What to do when you don't like your daughter's husband? ›

If you don't like your adult child's partner, it's a good idea to figure out why. If you find them bothersome and chafing, it might be best to ignore your feelings and focus on the fact that they make your kid happy. You can try to find a common interest with them or focus on any grandchildren you may have instead.

How do I deal with rejection from my daughter? ›

The best advice I can offer is as follows:
  1. Ask your child what he or she needs from you in order to repair the relationship. ...
  2. Dont act on your feelings of defensiveness. ...
  3. Expect Respect. ...
  4. Dont idealize your children or your relationship with them. ...
  5. Grieve. ...
  6. Live one day at a time. ...
  7. Dont beg. ...
  8. Be empowered.
Sep 15, 2018

How do you deal with a husband you don't like? ›

Coping When You Don't Like Your Spouse
  1. Be honest with yourself.
  2. Decide if you want to preserve the relationship.
  3. Focus on what you can control.
  4. Focus on the positive.
  5. Reinforce positive behavior.
  6. Work on communication.
  7. Spend more time together.
  8. Don't place blame.
Sep 25, 2023

How do you deal with a stepchild you don't like? ›

Steps to Take If You Think You Hate Your Stepchildren
  1. Seek Therapy. ...
  2. Don't Try to Be Their Parent. ...
  3. Think About Your Role in the Conflict. ...
  4. Create Rules. ...
  5. Have Low Expectations. ...
  6. Be Honest With Your Spouse and Yourself. ...
  7. Separate the Marriage From the Behavior. ...
  8. Support the Other Relationships in the Family.
Dec 20, 2023

Should you tell your child you don't like their partner? ›

If your opinion is expressed in a heartfelt way that is centered on you doing it from a place of love and concern, your child will respect that in the long run,” says Overstreet. “It will also teach your children to act in a similar way if they face something similar with their own kids.”

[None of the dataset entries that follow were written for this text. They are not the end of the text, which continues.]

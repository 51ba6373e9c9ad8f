use tui_2048::core::{Board, GameSnapshot, GameState, SimpleRng};
use tui_2048::term::{tile_color, AnchorY, FrameBuffer, GameView, Viewport};

/// Render into a viewport that fits the default board exactly (35x21).
fn render_exact(snap: &GameSnapshot) -> FrameBuffer {
    GameView::default().render(snap, Viewport::new(35, 21))
}

fn snapshot_of(rows: [[u32; 4]; 4]) -> GameSnapshot {
    GameState::from_parts(Board::from_rows(rows), 0, SimpleRng::new(1)).snapshot()
}

#[test]
fn term_view_renders_border_corners() {
    let fb = render_exact(&GameSnapshot::default());

    // Two header rows above a 35x19 frame.
    assert_eq!(fb.get(0, 2).unwrap().ch, '┌');
    assert_eq!(fb.get(34, 2).unwrap().ch, '┐');
    assert_eq!(fb.get(0, 20).unwrap().ch, '└');
    assert_eq!(fb.get(34, 20).unwrap().ch, '┘');
    assert_eq!(fb.get(10, 2).unwrap().ch, '─');
    assert_eq!(fb.get(0, 10).unwrap().ch, '│');
}

#[test]
fn term_view_centers_tile_values() {
    let snap = snapshot_of([[2, 0, 0, 0], [0; 4], [0; 4], [0, 0, 0, 2048]]);
    let fb = render_exact(&snap);

    // Tile (0, 0) spans x 2..9, y 4..7; the value sits on the middle row.
    let row: String = fb.row_text(5).chars().skip(2).take(7).collect();
    assert_eq!(row, "   2   ");

    // Tile (3, 3) spans x 26..33, y 16..19.
    let row: String = fb.row_text(17).chars().skip(26).take(7).collect();
    assert_eq!(row, " 2048  ");
}

#[test]
fn term_view_paints_tile_backgrounds() {
    let snap = snapshot_of([[0, 4, 0, 0], [0; 4], [0; 4], [0; 4]]);
    let fb = render_exact(&snap);

    // Empty tile (0, 0) and the 4 at (0, 1) which starts at x = 10.
    assert_eq!(fb.get(2, 4).unwrap().style.bg, tile_color(0));
    assert_eq!(fb.get(10, 4).unwrap().style.bg, tile_color(4));
    assert_eq!(fb.get(16, 6).unwrap().style.bg, tile_color(4));
    // Gap column between the two tiles shows the board.
    assert_ne!(fb.get(9, 4).unwrap().style.bg, tile_color(4));
}

#[test]
fn term_view_draws_title_and_score() {
    let mut snap = snapshot_of([[8, 8, 0, 0], [0; 4], [0; 4], [0; 4]]);
    assert_eq!(snap.score, 32);
    snap.score = 1234;

    let fb = render_exact(&snap);
    let header = fb.row_text(0);

    assert!(header.starts_with("2048"), "header: {:?}", header);
    assert!(header.ends_with("SCORE 1234"), "header: {:?}", header);
}

#[test]
fn term_view_shows_game_over_overlay() {
    let stuck = [[2, 4, 2, 4], [4, 2, 4, 2], [2, 4, 2, 4], [4, 2, 4, 2]];
    let mut snap = snapshot_of(stuck);
    let fb = render_exact(&snap);
    assert!(!fb.row_text(11).contains("GAME OVER"));

    snap.game_over = true;
    let fb = render_exact(&snap);
    assert!(fb.row_text(11).contains(" GAME OVER "));
    assert!(fb.get(13, 11).unwrap().style.bold);
}

#[test]
fn term_view_centers_board_in_large_viewport() {
    let snap = GameSnapshot::default();
    let fb = GameView::default().render(&snap, Viewport::new(80, 24));

    // (80 - 35) / 2 = 22, (24 - 21) / 2 = 1
    assert_eq!(fb.get(22, 3).unwrap().ch, '┌');
    let header: String = fb.row_text(1).chars().skip(22).collect();
    assert!(header.starts_with("2048"));
    // Hint line below the frame.
    assert!(fb.row_text(22).contains("esc quit"));
}

#[test]
fn term_view_top_anchor() {
    let view = GameView::default().with_anchor_y(AnchorY::Top);
    let layout = view.layout(Viewport::new(80, 40));
    assert_eq!((layout.header_y, layout.frame_y), (0, 2));
    assert_eq!(layout.frame_x, 22);
}

#[test]
fn term_view_clips_in_tiny_viewport() {
    let snap = snapshot_of([[1024, 0, 0, 0], [0; 4], [0; 4], [0; 4]]);
    let fb = GameView::default().render(&snap, Viewport::new(10, 5));
    assert_eq!((fb.width(), fb.height()), (10, 5));
    assert_eq!(fb.get(0, 2).unwrap().ch, '┌');
}
//! Framebuffer and style types for terminal rendering.

/// 24-bit RGB color.
#[derive(Debug, Clone, Copy, PartialEq, Eq, Default)]
pub struct Rgb {
    pub r: u8,
    pub g: u8,
    pub b: u8,
}

impl Rgb {
    pub const fn new(r: u8, g: u8, b: u8) -> Self {
        Self { r, g, b }
    }
}

/// Minimal per-cell styling.
#[derive(Debug, Clone, Copy, PartialEq, Eq)]
pub struct CellStyle {
    pub fg: Rgb,
    pub bg: Rgb,
    pub bold: bool,
}

impl CellStyle {
    pub const fn new(fg: Rgb, bg: Rgb) -> Self {
        Self {
            fg,
            bg,
            bold: false,
        }
    }

    pub const fn bold(mut self) -> Self {
        self.bold = true;
        self
    }

    pub fn cell(self, ch: char) -> Cell {
        Cell { ch, style: self }
    }
}

impl Default for CellStyle {
    fn default() -> Self {
        Self::new(Rgb::new(119, 110, 101), Rgb::new(250, 248, 239))
    }
}

/// A single terminal cell.
#[derive(Debug, Clone, Copy, PartialEq, Eq)]
pub struct Cell {
    pub ch: char,
    pub style: CellStyle,
}

impl Default for Cell {
    fn default() -> Self {
        CellStyle::default().cell(' ')
    }
}

/// 2D framebuffer of styled character cells.
#[derive(Debug, Clone, PartialEq, Eq)]
pub struct FrameBuffer {
    width: u16,
    height: u16,
    cells: Vec<Cell>,
}

impl FrameBuffer {
    pub fn new(width: u16, height: u16) -> Self {
        Self {
            width,
            height,
            cells: vec![Cell::default(); width as usize * height as usize],
        }
    }

    pub fn width(&self) -> u16 {
        self.width
    }

    pub fn height(&self) -> u16 {
        self.height
    }

    pub fn same_size(&self, other: &FrameBuffer) -> bool {
        self.width == other.width && self.height == other.height
    }

    /// Resize, keeping the allocation when possible. Contents are unspecified
    /// afterwards; callers clear before drawing.
    pub fn resize(&mut self, width: u16, height: u16) {
        if self.width == width && self.height == height {
            return;
        }
        self.width = width;
        self.height = height;
        self.cells
            .resize(width as usize * height as usize, Cell::default());
    }

    /// Become a copy of `other`, reusing this buffer's allocation.
    pub fn copy_from(&mut self, other: &FrameBuffer) {
        self.width = other.width;
        self.height = other.height;
        self.cells.clear();
        self.cells.extend_from_slice(&other.cells);
    }

    #[inline(always)]
    fn idx(&self, x: u16, y: u16) -> Option<usize> {
        (x < self.width && y < self.height)
            .then(|| y as usize * self.width as usize + x as usize)
    }

    pub fn get(&self, x: u16, y: u16) -> Option<Cell> {
        self.idx(x, y).map(|i| self.cells[i])
    }

    /// One row of cells (empty slice when out of bounds)
    pub fn row(&self, y: u16) -> &[Cell] {
        if y >= self.height {
            return &[];
        }
        let start = y as usize * self.width as usize;
        &self.cells[start..start + self.width as usize]
    }

    /// Characters of one row, for assertions and debugging
    pub fn row_text(&self, y: u16) -> String {
        self.row(y).iter().map(|c| c.ch).collect()
    }

    pub fn set(&mut self, x: u16, y: u16, cell: Cell) {
        if let Some(i) = self.idx(x, y) {
            self.cells[i] = cell;
        }
    }

    pub fn clear(&mut self, cell: Cell) {
        self.cells.fill(cell);
    }

    pub fn put_char(&mut self, x: u16, y: u16, ch: char, style: CellStyle) {
        self.set(x, y, style.cell(ch));
    }

    pub fn put_str(&mut self, x: u16, y: u16, s: &str, style: CellStyle) {
        for (ch, cx) in s.chars().zip(x..self.width) {
            self.put_char(cx, y, ch, style);
        }
    }

    /// Write `s` centered inside the span `[x, x + w)`.
    pub fn put_centered(&mut self, x: u16, y: u16, w: u16, s: &str, style: CellStyle) {
        let len = s.chars().count() as u16;
        let offset = w.saturating_sub(len) / 2;
        self.put_str(x.saturating_add(offset), y, s, style);
    }

    /// Decimal digits of `value` without allocating.
    pub fn put_u32(&mut self, x: u16, y: u16, value: u32, style: CellStyle) {
        let mut digits = [0u8; 10];
        let mut n = value;
        let mut len = 0;
        loop {
            digits[len] = b'0' + (n % 10) as u8;
            len += 1;
            n /= 10;
            if n == 0 {
                break;
            }
        }
        for (i, &d) in digits[..len].iter().rev().enumerate() {
            self.put_char(x.saturating_add(i as u16), y, d as char, style);
        }
    }

    pub fn fill_rect(&mut self, x: u16, y: u16, w: u16, h: u16, ch: char, style: CellStyle) {
        for dy in 0..h {
            for dx in 0..w {
                self.put_char(x.saturating_add(dx), y.saturating_add(dy), ch, style);
            }
        }
    }
}
//! GameView: maps a `core::GameSnapshot` into a terminal framebuffer.
//!
//! This module is pure (no I/O). It can be unit-tested.
//!
//! Layout, top to bottom: a header row (title + score), a blank row, then the
//! bordered board. Each tile is a `cell_w x cell_h` block separated by a one
//! cell gap, with its value centered on the middle row.

use crate::core::GameSnapshot;
use crate::fb::{CellStyle, FrameBuffer, Rgb};
use crate::types::GRID_SIZE;

/// Page background
const PAGE_BG: Rgb = Rgb::new(250, 248, 239);
/// Board background (shows through the gaps between tiles)
const BOARD_BG: Rgb = Rgb::new(188, 172, 156);
/// Text on light tiles (2 and 4) and the title
const DARK_TEXT: Rgb = Rgb::new(119, 110, 101);
/// Text on every tile from 8 upwards
const LIGHT_TEXT: Rgb = Rgb::new(255, 255, 255);
/// Background for tiles beyond 2048
const SUPER_TILE_BG: Rgb = Rgb::new(60, 58, 50);

/// Rows taken by the header above the board frame
const HEADER_ROWS: u16 = 2;
/// Gap between tiles (and between tiles and the frame)
const GAP: u16 = 1;

/// Background colour for a tile value.
pub fn tile_color(value: u32) -> Rgb {
    match value {
        0 => Rgb::new(204, 196, 180),
        2 => Rgb::new(240, 228, 220),
        4 => Rgb::new(244, 227, 204),
        8 => Rgb::new(248, 180, 124),
        16 => Rgb::new(248, 148, 100),
        32 => Rgb::new(248, 124, 92),
        64 => Rgb::new(248, 92, 60),
        128 => Rgb::new(236, 212, 116),
        256 => Rgb::new(240, 204, 100),
        512 => Rgb::new(240, 204, 84),
        1024 => Rgb::new(237, 197, 63),
        2048 => Rgb::new(237, 194, 46),
        _ => SUPER_TILE_BG,
    }
}

/// Text colour for a tile value: dark on 2/4, white from 8 up.
pub fn tile_text_color(value: u32) -> Rgb {
    if value < 8 {
        DARK_TEXT
    } else {
        LIGHT_TEXT
    }
}

/// Terminal viewport dimensions.
#[derive(Debug, Clone, Copy, PartialEq, Eq)]
pub struct Viewport {
    pub width: u16,
    pub height: u16,
}

impl Viewport {
    pub fn new(width: u16, height: u16) -> Self {
        Self { width, height }
    }
}

#[derive(Debug, Clone, Copy, PartialEq, Eq)]
pub enum AnchorY {
    Center,
    Top,
}

/// Where the board lands inside a viewport.
#[derive(Debug, Clone, Copy, PartialEq, Eq)]
pub struct BoardLayout {
    /// Top-left corner of the header row
    pub header_x: u16,
    pub header_y: u16,
    /// Top-left corner of the board frame
    pub frame_x: u16,
    pub frame_y: u16,
    pub frame_w: u16,
    pub frame_h: u16,
    cell_w: u16,
    cell_h: u16,
}

impl BoardLayout {
    /// `(x, y, w, h)` of the tile at `(row, col)`.
    pub fn tile_rect(&self, row: usize, col: usize) -> (u16, u16, u16, u16) {
        let x = self.frame_x + 1 + GAP + col as u16 * (self.cell_w + GAP);
        let y = self.frame_y + 1 + GAP + row as u16 * (self.cell_h + GAP);
        (x, y, self.cell_w, self.cell_h)
    }
}

/// A lightweight terminal renderer for the 2048 board.
pub struct GameView {
    /// Tile width in terminal columns.
    cell_w: u16,
    /// Tile height in terminal rows.
    cell_h: u16,
    anchor_y: AnchorY,
}

impl Default for GameView {
    fn default() -> Self {
        // 7x3 fits a six digit value with a column of padding and keeps tiles
        // roughly square on typical terminal glyphs.
        Self {
            cell_w: 7,
            cell_h: 3,
            anchor_y: AnchorY::Center,
        }
    }
}

impl GameView {
    pub fn new(cell_w: u16, cell_h: u16) -> Self {
        Self {
            cell_w: cell_w.max(1),
            cell_h: cell_h.max(1),
            anchor_y: AnchorY::Center,
        }
    }

    pub fn with_anchor_y(mut self, anchor_y: AnchorY) -> Self {
        self.anchor_y = anchor_y;
        self
    }

    /// Compute where the header and board go for `viewport`.
    pub fn layout(&self, viewport: Viewport) -> BoardLayout {
        let n = GRID_SIZE as u16;
        let inner_w = n * self.cell_w + (n + 1) * GAP;
        let inner_h = n * self.cell_h + (n + 1) * GAP;
        let frame_w = inner_w + 2;
        let frame_h = inner_h + 2;
        let total_h = HEADER_ROWS + frame_h;

        let frame_x = viewport.width.saturating_sub(frame_w) / 2;
        let header_y = match self.anchor_y {
            AnchorY::Center => viewport.height.saturating_sub(total_h) / 2,
            AnchorY::Top => 0,
        };

        BoardLayout {
            header_x: frame_x,
            header_y,
            frame_x,
            frame_y: header_y + HEADER_ROWS,
            frame_w,
            frame_h,
            cell_w: self.cell_w,
            cell_h: self.cell_h,
        }
    }

    /// Render the snapshot into an existing framebuffer.
    ///
    /// Callers can reuse a framebuffer across frames and only resize when the
    /// terminal size changes.
    pub fn render_into(&self, snap: &GameSnapshot, viewport: Viewport, fb: &mut FrameBuffer) {
        fb.resize(viewport.width, viewport.height);
        fb.clear(CellStyle::new(DARK_TEXT, PAGE_BG).cell(' '));

        let layout = self.layout(viewport);

        self.draw_header(fb, snap, &layout);

        let board_style = CellStyle::new(BOARD_BG, BOARD_BG);
        fb.fill_rect(
            layout.frame_x + 1,
            layout.frame_y + 1,
            layout.frame_w - 2,
            layout.frame_h - 2,
            ' ',
            board_style,
        );
        draw_border(
            fb,
            layout.frame_x,
            layout.frame_y,
            layout.frame_w,
            layout.frame_h,
            CellStyle::new(DARK_TEXT, PAGE_BG),
        );

        for (r, row) in snap.grid.iter().enumerate() {
            for (c, &value) in row.iter().enumerate() {
                self.draw_tile(fb, &layout, r, c, value);
            }
        }

        let hint_y = layout.frame_y + layout.frame_h;
        if hint_y < viewport.height {
            fb.put_centered(
                layout.frame_x,
                hint_y,
                layout.frame_w,
                "arrows/wasd/hjkl move  esc quit",
                CellStyle::new(BOARD_BG, PAGE_BG),
            );
        }

        if snap.game_over {
            let mid_y = layout.frame_y + layout.frame_h / 2;
            fb.put_centered(
                layout.frame_x,
                mid_y,
                layout.frame_w,
                " GAME OVER ",
                CellStyle::new(LIGHT_TEXT, DARK_TEXT).bold(),
            );
        }
    }

    /// Convenience helper that allocates a new framebuffer.
    pub fn render(&self, snap: &GameSnapshot, viewport: Viewport) -> FrameBuffer {
        let mut fb = FrameBuffer::new(viewport.width, viewport.height);
        self.render_into(snap, viewport, &mut fb);
        fb
    }

    fn draw_header(&self, fb: &mut FrameBuffer, snap: &GameSnapshot, layout: &BoardLayout) {
        let title = CellStyle::new(DARK_TEXT, PAGE_BG).bold();
        fb.put_str(layout.header_x, layout.header_y, "2048", title);

        // "SCORE <n>" right-aligned to the frame edge.
        let digits = digit_count(snap.score);
        let label = "SCORE ";
        let width = label.len() as u16 + digits;
        let right = layout.frame_x + layout.frame_w;
        let x = right.saturating_sub(width).max(layout.header_x + 5);
        let score_style = CellStyle::new(LIGHT_TEXT, BOARD_BG).bold();
        let label_style = CellStyle::new(Rgb::new(240, 228, 220), BOARD_BG);
        fb.put_str(x, layout.header_y, label, label_style);
        fb.put_u32(x + label.len() as u16, layout.header_y, snap.score, score_style);
    }

    fn draw_tile(
        &self,
        fb: &mut FrameBuffer,
        layout: &BoardLayout,
        row: usize,
        col: usize,
        value: u32,
    ) {
        let (x, y, w, h) = layout.tile_rect(row, col);
        let bg = tile_color(value);
        fb.fill_rect(x, y, w, h, ' ', CellStyle::new(bg, bg));

        if value == 0 {
            return;
        }
        let style = CellStyle::new(tile_text_color(value), bg).bold();
        let digits = digit_count(value);
        let text_x = x + w.saturating_sub(digits) / 2;
        fb.put_u32(text_x, y + h / 2, value, style);
    }
}

fn draw_border(fb: &mut FrameBuffer, x: u16, y: u16, w: u16, h: u16, style: CellStyle) {
    if w < 2 || h < 2 {
        return;
    }

    fb.put_char(x, y, '┌', style);
    fb.put_char(x + w - 1, y, '┐', style);
    fb.put_char(x, y + h - 1, '└', style);
    fb.put_char(x + w - 1, y + h - 1, '┘', style);

    for dx in 1..w - 1 {
        fb.put_char(x + dx, y, '─', style);
        fb.put_char(x + dx, y + h - 1, '─', style);
    }
    for dy in 1..h - 1 {
        fb.put_char(x, y + dy, '│', style);
        fb.put_char(x + w - 1, y + dy, '│', style);
    }
}

fn digit_count(mut n: u32) -> u16 {
    let mut count = 1;
    while n >= 10 {
        n /= 10;
        count += 1;
    }
    count
}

How do you act when you don't like your daughter's boyfriend? ›

What to Do When You Don't Like Your Daughter's Boyfriend
  1. Express your concerns to your daughter once. ...
  2. Set clear boundaries from the start. ...
  3. Encourage family activities with the boyfriend. ...
  4. Consider going on a double date. ...
  5. Create a plan with your daughter for if things ever go south. ...
  6. Give him the benefit of the doubt.

When parents don't agree with marriage? ›

Calmly and respectfully allow them to voice their objections. You may that your parents haven't had a chance to get to know your partner. Or maybe their opposition is based on a misunderstanding. If you can get to the bottom of the problem, you may be able to reassure them that your partner will make a good spouse.